Re-designing the kernel device_manager

I mean this: VirtioMmioDeviceDriver::Init(). It get registers/interrupts depending on bus interface (FDT/ACPI).

Also virtio_block (VirtioBlockDriver::Init()
, current version), virtio_mmio initialization become cleaner. No need to store 2 pointers (vtable+cookie), no need to get driver module.

1 Like

The idea of a templated QueryBusInterface could be done as a C++ wrapper around a C method pretty easily. I do like the idea, even if the names or mechanism should maybe be a little different.

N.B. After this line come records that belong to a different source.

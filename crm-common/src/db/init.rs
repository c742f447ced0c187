//! Database initialization
//!
//! Creates the SQLite file on first run and brings every table up to the
//! current schema. All statements are `IF NOT EXISTS`, so this is safe to run
//! at every startup.

use crate::Result;
use sqlx::{sqlite::SqlitePoolOptions, SqlitePool};
use std::path::Path;
use tracing::info;

/// Open (creating if needed) the database at `db_path` and apply the schema
pub async fn init_database(db_path: &Path) -> Result<SqlitePool> {
    let newly_created = !db_path.exists();

    if let Some(parent) = db_path.parent() {
        std::fs::create_dir_all(parent)?;
    }

    let db_url = format!("sqlite://{}?mode=rwc", db_path.display());
    let pool = SqlitePoolOptions::new()
        .max_connections(20)
        .min_connections(5)
        .connect(&db_url)
        .await?;

    if newly_created {
        info!("Initialized new database: {}", db_path.display());
    } else {
        info!("Opened existing database: {}", db_path.display());
    }

    sqlx::query("PRAGMA foreign_keys = ON").execute(&pool).await?;

    // WAL lets dashboard reads proceed while recalculations write
    sqlx::query("PRAGMA journal_mode = WAL").execute(&pool).await?;

    sqlx::query("PRAGMA busy_timeout = 5000").execute(&pool).await?;

    create_schema(&pool).await?;

    Ok(pool)
}

/// Private in-memory database with the full schema
///
/// Pinned to a single connection: every SQLite `:memory:` connection is a
/// separate database.
pub async fn init_memory_database() -> Result<SqlitePool> {
    let pool = SqlitePoolOptions::new()
        .max_connections(1)
        .min_connections(1)
        .idle_timeout(None)
        .max_lifetime(None)
        .connect("sqlite::memory:")
        .await?;
    create_schema(&pool).await?;
    Ok(pool)
}

/// Create all tables and indexes (idempotent)
pub async fn create_schema(pool: &SqlitePool) -> Result<()> {
    create_customers_table(pool).await?;
    create_activities_table(pool).await?;
    create_notes_table(pool).await?;

    // Raw upstream records
    create_pos_customers_table(pool).await?;
    create_messaging_customers_table(pool).await?;
    create_pos_orders_table(pool).await?;
    create_conversations_table(pool).await?;
    create_source_phones_table(pool).await?;

    Ok(())
}

async fn create_customers_table(pool: &SqlitePool) -> Result<()> {
    sqlx::query(
        r#"
        CREATE TABLE IF NOT EXISTS customers (
            unified_id TEXT NOT NULL,
            org_id TEXT NOT NULL,
            pos_id TEXT,
            messaging_id TEXT,
            primary_source TEXT NOT NULL,
            profile TEXT NOT NULL DEFAULT '{}',
            metrics TEXT NOT NULL DEFAULT '{}',
            name TEXT NOT NULL DEFAULT '',
            phone TEXT NOT NULL DEFAULT '',
            journey_stage TEXT NOT NULL DEFAULT 'visitor',
            value_tier TEXT NOT NULL DEFAULT 'new',
            lifecycle_stage TEXT NOT NULL DEFAULT 'never_purchased',
            channel TEXT NOT NULL DEFAULT '',
            loyalty_stage TEXT NOT NULL DEFAULT '',
            momentum_stage TEXT NOT NULL DEFAULT '',
            total_spent REAL NOT NULL DEFAULT 0,
            order_count INTEGER NOT NULL DEFAULT 0,
            last_order_at INTEGER NOT NULL DEFAULT 0,
            merge_method TEXT NOT NULL,
            merged_at INTEGER NOT NULL,
            created_at INTEGER NOT NULL,
            updated_at INTEGER NOT NULL,
            PRIMARY KEY (unified_id, org_id)
        )
        "#,
    )
    .execute(pool)
    .await?;

    sqlx::query("CREATE INDEX IF NOT EXISTS idx_customers_pos ON customers(org_id, pos_id)")
        .execute(pool)
        .await?;
    sqlx::query(
        "CREATE INDEX IF NOT EXISTS idx_customers_messaging ON customers(org_id, messaging_id)",
    )
    .execute(pool)
    .await?;
    sqlx::query(
        "CREATE INDEX IF NOT EXISTS idx_customers_last_order ON customers(org_id, last_order_at)",
    )
    .execute(pool)
    .await?;

    Ok(())
}

async fn create_activities_table(pool: &SqlitePool) -> Result<()> {
    sqlx::query(
        r#"
        CREATE TABLE IF NOT EXISTS activities (
            id TEXT PRIMARY KEY,
            unified_id TEXT NOT NULL,
            org_id TEXT NOT NULL,
            domain TEXT NOT NULL,
            activity_type TEXT NOT NULL,
            source TEXT NOT NULL,
            source_ref TEXT NOT NULL DEFAULT '{}',
            source_ref_key TEXT NOT NULL DEFAULT '',
            display_label TEXT NOT NULL DEFAULT '',
            display_icon TEXT NOT NULL DEFAULT '',
            display_subtext TEXT NOT NULL DEFAULT '',
            actor_id TEXT NOT NULL DEFAULT '',
            actor_name TEXT NOT NULL DEFAULT '',
            metadata TEXT NOT NULL DEFAULT '{}',
            has_snapshot INTEGER NOT NULL DEFAULT 0,
            activity_at INTEGER NOT NULL,
            created_at INTEGER NOT NULL
        )
        "#,
    )
    .execute(pool)
    .await?;

    sqlx::query(
        "CREATE INDEX IF NOT EXISTS idx_activities_customer_time ON activities(org_id, unified_id, activity_at)",
    )
    .execute(pool)
    .await?;
    sqlx::query(
        "CREATE INDEX IF NOT EXISTS idx_activities_source_ref ON activities(org_id, unified_id, activity_type, source_ref_key)",
    )
    .execute(pool)
    .await?;

    Ok(())
}

async fn create_notes_table(pool: &SqlitePool) -> Result<()> {
    sqlx::query(
        r#"
        CREATE TABLE IF NOT EXISTS notes (
            id TEXT PRIMARY KEY,
            unified_id TEXT NOT NULL,
            org_id TEXT NOT NULL,
            note_text TEXT NOT NULL,
            next_action TEXT,
            next_action_date INTEGER,
            is_deleted INTEGER NOT NULL DEFAULT 0,
            created_by TEXT NOT NULL DEFAULT '',
            created_at INTEGER NOT NULL,
            updated_at INTEGER NOT NULL
        )
        "#,
    )
    .execute(pool)
    .await?;

    sqlx::query(
        "CREATE INDEX IF NOT EXISTS idx_notes_customer ON notes(org_id, unified_id, created_at)",
    )
    .execute(pool)
    .await?;

    Ok(())
}

async fn create_pos_customers_table(pool: &SqlitePool) -> Result<()> {
    sqlx::query(
        r#"
        CREATE TABLE IF NOT EXISTS pos_customers (
            id TEXT NOT NULL,
            org_id TEXT NOT NULL,
            link_key TEXT,
            data TEXT NOT NULL,
            updated_at INTEGER NOT NULL,
            PRIMARY KEY (id, org_id)
        )
        "#,
    )
    .execute(pool)
    .await?;

    sqlx::query(
        "CREATE INDEX IF NOT EXISTS idx_pos_customers_link ON pos_customers(org_id, link_key)",
    )
    .execute(pool)
    .await?;

    Ok(())
}

async fn create_messaging_customers_table(pool: &SqlitePool) -> Result<()> {
    sqlx::query(
        r#"
        CREATE TABLE IF NOT EXISTS messaging_customers (
            id TEXT NOT NULL,
            org_id TEXT NOT NULL,
            link_key TEXT,
            data TEXT NOT NULL,
            updated_at INTEGER NOT NULL,
            PRIMARY KEY (id, org_id)
        )
        "#,
    )
    .execute(pool)
    .await?;

    sqlx::query(
        "CREATE INDEX IF NOT EXISTS idx_messaging_customers_link ON messaging_customers(org_id, link_key)",
    )
    .execute(pool)
    .await?;

    Ok(())
}

async fn create_pos_orders_table(pool: &SqlitePool) -> Result<()> {
    sqlx::query(
        r#"
        CREATE TABLE IF NOT EXISTS pos_orders (
            id TEXT NOT NULL,
            org_id TEXT NOT NULL,
            customer_id TEXT,
            bill_phone TEXT NOT NULL DEFAULT '',
            page_id TEXT,
            status INTEGER NOT NULL DEFAULT 0,
            order_at INTEGER NOT NULL DEFAULT 0,
            data TEXT NOT NULL,
            PRIMARY KEY (id, org_id)
        )
        "#,
    )
    .execute(pool)
    .await?;

    sqlx::query(
        "CREATE INDEX IF NOT EXISTS idx_pos_orders_customer ON pos_orders(org_id, customer_id)",
    )
    .execute(pool)
    .await?;
    sqlx::query(
        "CREATE INDEX IF NOT EXISTS idx_pos_orders_phone ON pos_orders(org_id, bill_phone)",
    )
    .execute(pool)
    .await?;
    sqlx::query("CREATE INDEX IF NOT EXISTS idx_pos_orders_time ON pos_orders(org_id, order_at)")
        .execute(pool)
        .await?;

    Ok(())
}

async fn create_conversations_table(pool: &SqlitePool) -> Result<()> {
    sqlx::query(
        r#"
        CREATE TABLE IF NOT EXISTS conversations (
            id TEXT NOT NULL,
            org_id TEXT NOT NULL,
            customer_id TEXT,
            customer_ids TEXT NOT NULL DEFAULT '[]',
            page_id TEXT,
            updated_at INTEGER NOT NULL,
            data TEXT NOT NULL,
            PRIMARY KEY (id, org_id)
        )
        "#,
    )
    .execute(pool)
    .await?;

    sqlx::query(
        "CREATE INDEX IF NOT EXISTS idx_conversations_customer ON conversations(org_id, customer_id)",
    )
    .execute(pool)
    .await?;
    sqlx::query(
        "CREATE INDEX IF NOT EXISTS idx_conversations_time ON conversations(org_id, updated_at)",
    )
    .execute(pool)
    .await?;

    Ok(())
}

/// Normalized phone index over both customer sources
async fn create_source_phones_table(pool: &SqlitePool) -> Result<()> {
    sqlx::query(
        r#"
        CREATE TABLE IF NOT EXISTS source_phones (
            source TEXT NOT NULL,
            customer_id TEXT NOT NULL,
            org_id TEXT NOT NULL,
            phone TEXT NOT NULL,
            PRIMARY KEY (source, customer_id, org_id, phone)
        )
        "#,
    )
    .execute(pool)
    .await?;

    sqlx::query(
        "CREATE INDEX IF NOT EXISTS idx_source_phones_lookup ON source_phones(org_id, source, phone)",
    )
    .execute(pool)
    .await?;

    Ok(())
}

Again why so obsessed with C? C++ only pure virtual interfaces with no any wrappers are perfectly enough for now. C/Rust/Pascal definitions can be written on demand if needed in about a week of work. Because basic device node tree concept is mostly unchanged, it should be easy to port all current device manager drivers to new API.

Citation Details needed.

I plan to go with this new device manager design for new RISC-V drivers (clocks, resets, GPIO, FDT network adapters) because it solve serious problems with current device manager (such as node referencing other node declared before), allows to implement power management (FDT clockgating) and simplify driver development.

I also plan to make more advanced Devices GUI utility that can enable/disable/reset individual devices, live update device tree and inspect more information. Some more proper userland interface for device manager is needed (current one pass kernel pointers to userland directly and not check it [!], it is probably good idea to use FDs for accessing device nodes from userland).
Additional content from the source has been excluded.